### What you will do
Write the data out again, matching every line exactly.

### Collected data
pub mod artifact_writer;

pub use artifact_writer::ArtifactWriter;
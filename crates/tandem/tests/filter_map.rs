use std::cell::RefCell;
use std::ops::ControlFlow;

use tandem::{CancelFlag, ExecCtx, Fuel, Unbounded};

mod counting;

use counting::counted;

/// Records every site it is polled with; never cancels.
#[derive(Default)]
struct Recorder {
    sites: RefCell<Vec<String>>,
}

impl Recorder {
    fn polls(&self) -> usize {
        self.sites.borrow().len()
    }
}

impl<'a> ExecCtx<&'a str> for Recorder {
    fn poll(&self, site: &&'a str) -> ControlFlow<()> {
        self.sites.borrow_mut().push(site.to_string());
        ControlFlow::Continue(())
    }
}

#[test]
fn rejected_elements_are_skipped_not_stopping() {
    let out: Vec<i32> = tandem::filter_map(
        (Some(vec![1, 2, 3, 4, 5, 6]),),
        |(x,)| x % 2 == 0,
        |(x,)| x,
        Unbounded,
        "loop",
    )
    .expect("present")
    .collect();
    assert_eq!(out, vec![2, 4, 6]);
}

#[test]
fn absent_source_makes_absent_result() {
    let ctx = Recorder::default();
    let out = tandem::filter_map(
        (Some(vec![1, 2]), None::<Vec<i32>>),
        |_| true,
        |(a, b)| a + b,
        &ctx,
        "loop",
    );
    assert!(out.is_none());
    assert_eq!(ctx.polls(), 0);
}

#[test]
fn polls_once_per_advance_attempt() {
    let ctx = Recorder::default();
    let out: Vec<i32> = tandem::filter_map(
        (Some(vec![1, 2, 3, 4, 5, 6]), Some(vec![0; 10])),
        |_| false,
        |(a, b)| a + b,
        &ctx,
        "loop#3",
    )
    .expect("present")
    .collect();
    assert!(out.is_empty());
    // Six successful advances plus the attempt that found the first source exhausted.
    assert_eq!(ctx.polls(), 7);
    assert!(ctx.sites.borrow().iter().all(|s| s == "loop#3"));
}

#[test]
fn poll_count_is_independent_of_yields() {
    let ctx = Recorder::default();
    let mut out = tandem::filter_map(
        (Some(vec![1, 2, 3, 4]),),
        |(x,)| *x >= 3,
        |(x,)| x * 10,
        &ctx,
        "loop",
    )
    .expect("present");

    assert_eq!(out.next(), Some(30));
    assert_eq!(ctx.polls(), 3);
    assert_eq!(out.next(), Some(40));
    assert_eq!(ctx.polls(), 4);
    assert_eq!(out.next(), None);
    assert_eq!(ctx.polls(), 5);
    assert_eq!(out.steps(), 4);
}

#[test]
fn polls_before_testing_exhaustion() {
    let ctx = Recorder::default();
    let mut out = tandem::filter_map(
        (Some(Vec::<i32>::new()),),
        |_| true,
        |(x,)| x,
        &ctx,
        "empty",
    )
    .expect("present");
    assert_eq!(ctx.polls(), 0);
    assert_eq!(out.next(), None);
    assert_eq!(ctx.polls(), 1);
    // Stopped loops are not polled again.
    assert_eq!(out.next(), None);
    assert_eq!(ctx.polls(), 1);
}

#[test]
fn indexed_counts_advances_not_outputs() {
    let out: Vec<(u64, i32)> = tandem::filter_map_indexed(
        (Some(vec![5, 6, 7, 8]),),
        |_, (x,)| x % 2 == 0,
        |i, (x,)| (i, x),
        Unbounded,
        (),
    )
    .expect("present")
    .collect();
    assert_eq!(out, vec![(1, 6), (3, 8)]);
}

#[test]
fn fuel_ends_an_unbounded_filtered_loop() {
    let fuel = Fuel::new(3);
    let mut out = tandem::filter_map(
        (Some(std::iter::repeat(1)), Some(0..)),
        |_| false,
        |(a, b)| a + b,
        &fuel,
        "spin",
    )
    .expect("present");

    assert_eq!(out.next(), None);
    assert!(fuel.is_exhausted());
    assert_eq!(fuel.polls(), 4);
    assert_eq!(out.steps(), 3);
}

#[test]
fn cancellation_requested_mid_loop_stops_and_releases() {
    let flag = CancelFlag::new();
    let controller = flag.clone();
    let (seq, counters) = counted((1..=10).collect::<Vec<i32>>());

    let out: Vec<i32> = tandem::filter_map(
        (Some(seq),),
        |(x,)| {
            if *x == 3 {
                controller.cancel();
            }
            true
        },
        |(x,)| x,
        flag,
        0u32,
    )
    .expect("present")
    .collect();

    assert_eq!(out, vec![1, 2, 3]);
    assert!(counters.is_balanced());
    assert_eq!(counters.pulls(), 3);
}

#[test]
fn no_poll_before_the_first_pull() {
    let ctx = Recorder::default();
    let out = tandem::filter_map((Some(vec![1]),), |_| true, |(x,)| x, &ctx, "lazy")
        .expect("present");
    assert_eq!(ctx.polls(), 0);
    drop(out);
    assert_eq!(ctx.polls(), 0);
}
//! Lock-step loop combinators for expression runtimes.
//!
//! `forEach`, `forEach-if` and `while` loops over 1 to 16 parallel sequences
//! share one driver, [`Lockstep`]: it advances every cursor once per step,
//! stops at the shortest sequence, and hands each step tuple to a
//! [`Policy`](policy::Policy) that maps, filters, or stops.
//!
//! - [`map`], [`map_indexed`]: transform every step.
//! - [`filter_map`], [`filter_map_indexed`]: transform accepted steps, skip the
//!   rest, polling an [`ExecCtx`] before every step.
//! - [`take_while_map`], [`take_while_map_indexed`]: transform until the first
//!   rejected step.
//! - `try_*`: the same loops with closures returning `Result`.
//!
//! Sources are passed as a tuple of `Option`s. A `None` source makes the whole
//! result `None`; an empty source makes an empty loop.

pub mod closure;
pub mod ctx;
mod exec;
mod lockstep;
pub mod policy;
pub mod sources;

pub use ctx::{CancelFlag, ExecCtx, Fuel, Unbounded};
pub use exec::{
    filter_map, filter_map_indexed, map, map_indexed, take_while_map, take_while_map_indexed,
    try_filter_map, try_filter_map_indexed, try_map, try_map_indexed, try_take_while_map,
    try_take_while_map_indexed,
};
pub use lockstep::Lockstep;
pub use sources::{Cursors, MaybeSources, Sources, StepItem, MAX_ARITY};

### Solution to this exercise
pub mod artifact_writer;

pub use artifact_writer::ArtifactWriter;
filename crates/tandem/tests/filter_map.rs
use std::cell::RefCell;
use std::ops::ControlFlow;

use tandem::{CancelFlag, ExecCtx, Fuel, Unbounded};

mod counting;

use counting::counted;

/// Records every site it is polled with; never cancels.
#[derive(Default)]
struct Recorder {
    sites: RefCell<Vec<String>>,
}

impl Recorder {
    fn polls(&self) -> usize {
        self.sites.borrow().len()
    }
}

impl<'a> ExecCtx<&'a str> for Recorder {
    fn poll(&self, site: &&'a str) -> ControlFlow<()> {
        self.sites.borrow_mut().push(site.to_string());
        ControlFlow::Continue(())
    }
}

#[test]
fn rejected_elements_are_skipped_not_stopping() {
    let out: Vec<i32> = tandem::filter_map(
        (Some(vec![1, 2, 3, 4, 5, 6]),),
        |(x,)| x % 2 == 0,
        |(x,)| x,
        Unbounded,
        "loop",
    )
    .expect("present")
    .collect();
    assert_eq!(out, vec![2, 4, 6]);
}

#[test]
fn absent_source_makes_absent_result() {
    let ctx = Recorder::default();
    let out = tandem::filter_map(
        (Some(vec![1, 2]), None::<Vec<i32>>),
        |_| true,
        |(a, b)| a + b,
        &ctx,
        "loop",
    );
    assert!(out.is_none());
    assert_eq!(ctx.polls(), 0);
}

#[test]
fn polls_once_per_advance_attempt() {
    let ctx = Recorder::default();
    let out: Vec<i32> = tandem::filter_map(
        (Some(vec![1, 2, 3, 4, 5, 6]), Some(vec![0; 10])),
        |_| false,
        |(a, b)| a + b,
        &ctx,
        "loop#3",
    )
    .expect("present")
    .collect();
    assert!(out.is_empty());
    // Six successful advances plus the attempt that found the first source exhausted.
    assert_eq!(ctx.polls(), 7);
    assert!(ctx.sites.borrow().iter().all(|s| s == "loop#3"));
}

#[test]
fn poll_count_is_independent_of_yields() {
    let ctx = Recorder::default();
    let mut out = tandem::filter_map(
        (Some(vec![1, 2, 3, 4]),),
        |(x,)| *x >= 3,
        |(x,)| x * 10,
        &ctx,
        "loop",
    )
    .expect("present");

    assert_eq!(out.next(), Some(30));
    assert_eq!(ctx.polls(), 3);
    assert_eq!(out.next(), Some(40));
    assert_eq!(ctx.polls(), 4);
    assert_eq!(out.next(), None);
    assert_eq!(ctx.polls(), 5);
    assert_eq!(out.steps(), 4);
}

#[test]
fn polls_before_testing_exhaustion() {
    let ctx = Recorder::default();
    let mut out = tandem::filter_map(
        (Some(Vec::<i32>::new()),),
        |_| true,
        |(x,)| x,
        &ctx,
        "empty",
    )
    .expect("present");
    assert_eq!(ctx.polls(), 0);
    assert_eq!(out.next(), None);
    assert_eq!(ctx.polls(), 1);
    // Stopped loops are not polled again.
    assert_eq!(out.next(), None);
    assert_eq!(ctx.polls(), 1);
}

#[test]
fn indexed_counts_advances_not_outputs() {
    let out: Vec<(u64, i32)> = tandem::filter_map_indexed(
        (Some(vec![5, 6, 7, 8]),),
        |_, (x,)| x % 2 == 0,
        |i, (x,)| (i, x),
        Unbounded,
        (),
    )
    .expect("present")
    .collect();
    assert_eq!(out, vec![(1, 6), (3, 8)]);
}

#[test]
fn fuel_ends_an_unbounded_filtered_loop() {
    let fuel = Fuel::new(3);
    let mut out = tandem::filter_map(
        (Some(std::iter::repeat(1)), Some(0..)),
        |_| false,
        |(a, b)| a + b,
        &fuel,
        "spin",
    )
    .expect("present");

    assert_eq!(out.next(), None);
    assert!(fuel.is_exhausted());
    assert_eq!(fuel.polls(), 4);
    assert_eq!(out.steps(), 3);
}

#[test]
fn cancellation_requested_mid_loop_stops_and_releases() {
    let flag = CancelFlag::new();
    let controller = flag.clone();
    let (seq, counters) = counted((1..=10).collect::<Vec<i32>>());

    let out: Vec<i32> = tandem::filter_map(
        (Some(seq),),
        |(x,)| {
            if *x == 3 {
                controller.cancel();
            }
            true
        },
        |(x,)| x,
        flag,
        0u32,
    )
    .expect("present")
    .collect();

    assert_eq!(out, vec![1, 2, 3]);
    assert!(counters.is_balanced());
    assert_eq!(counters.pulls(), 3);
}

#[test]
fn no_poll_before_the_first_pull() {
    let ctx = Recorder::default();
    let out = tandem::filter_map((Some(vec![1]),), |_| true, |(x,)| x, &ctx, "lazy")
        .expect("present");
    assert_eq!(ctx.polls(), 0);
    drop(out);
    assert_eq!(ctx.polls(), 0);
}
//! Lock-step loop combinators for expression runtimes.
//!
//! `forEach`, `forEach-if` and `while` loops over 1 to 16 parallel sequences
//! share one driver, [`Lockstep`]: it advances every cursor once per step,
//! stops at the shortest sequence, and hands each step tuple to a
//! [`Policy`](policy::Policy) that maps, filters, or stops.
//!
//! - [`map`], [`map_indexed`]: transform every step.
//! - [`filter_map`], [`filter_map_indexed`]: transform accepted steps, skip the
//!   rest, polling an [`ExecCtx`] before every step.
//! - [`take_while_map`], [`take_while_map_indexed`]: transform until the first
//!   rejected step.
//! - `try_*`: the same loops with closures returning `Result`.
//!
//! Sources are passed as a tuple of `Option`s. A `None` source makes the whole
//! result `None`; an empty source makes an empty loop.

pub mod closure;
pub mod ctx;
mod exec;
mod lockstep;
pub mod policy;
pub mod sources;

pub use ctx::{CancelFlag, ExecCtx, Fuel, Unbounded};
pub use exec::{
    filter_map, filter_map_indexed, map, map_indexed, take_while_map, take_while_map_indexed,
    try_filter_map, try_filter_map_indexed, try_map, try_map_indexed, try_take_while_map,
    try_take_while_map_indexed,
};
pub use lockstep::Lockstep;
pub use sources::{Cursors, MaybeSources, Sources, StepItem, MAX_ARITY};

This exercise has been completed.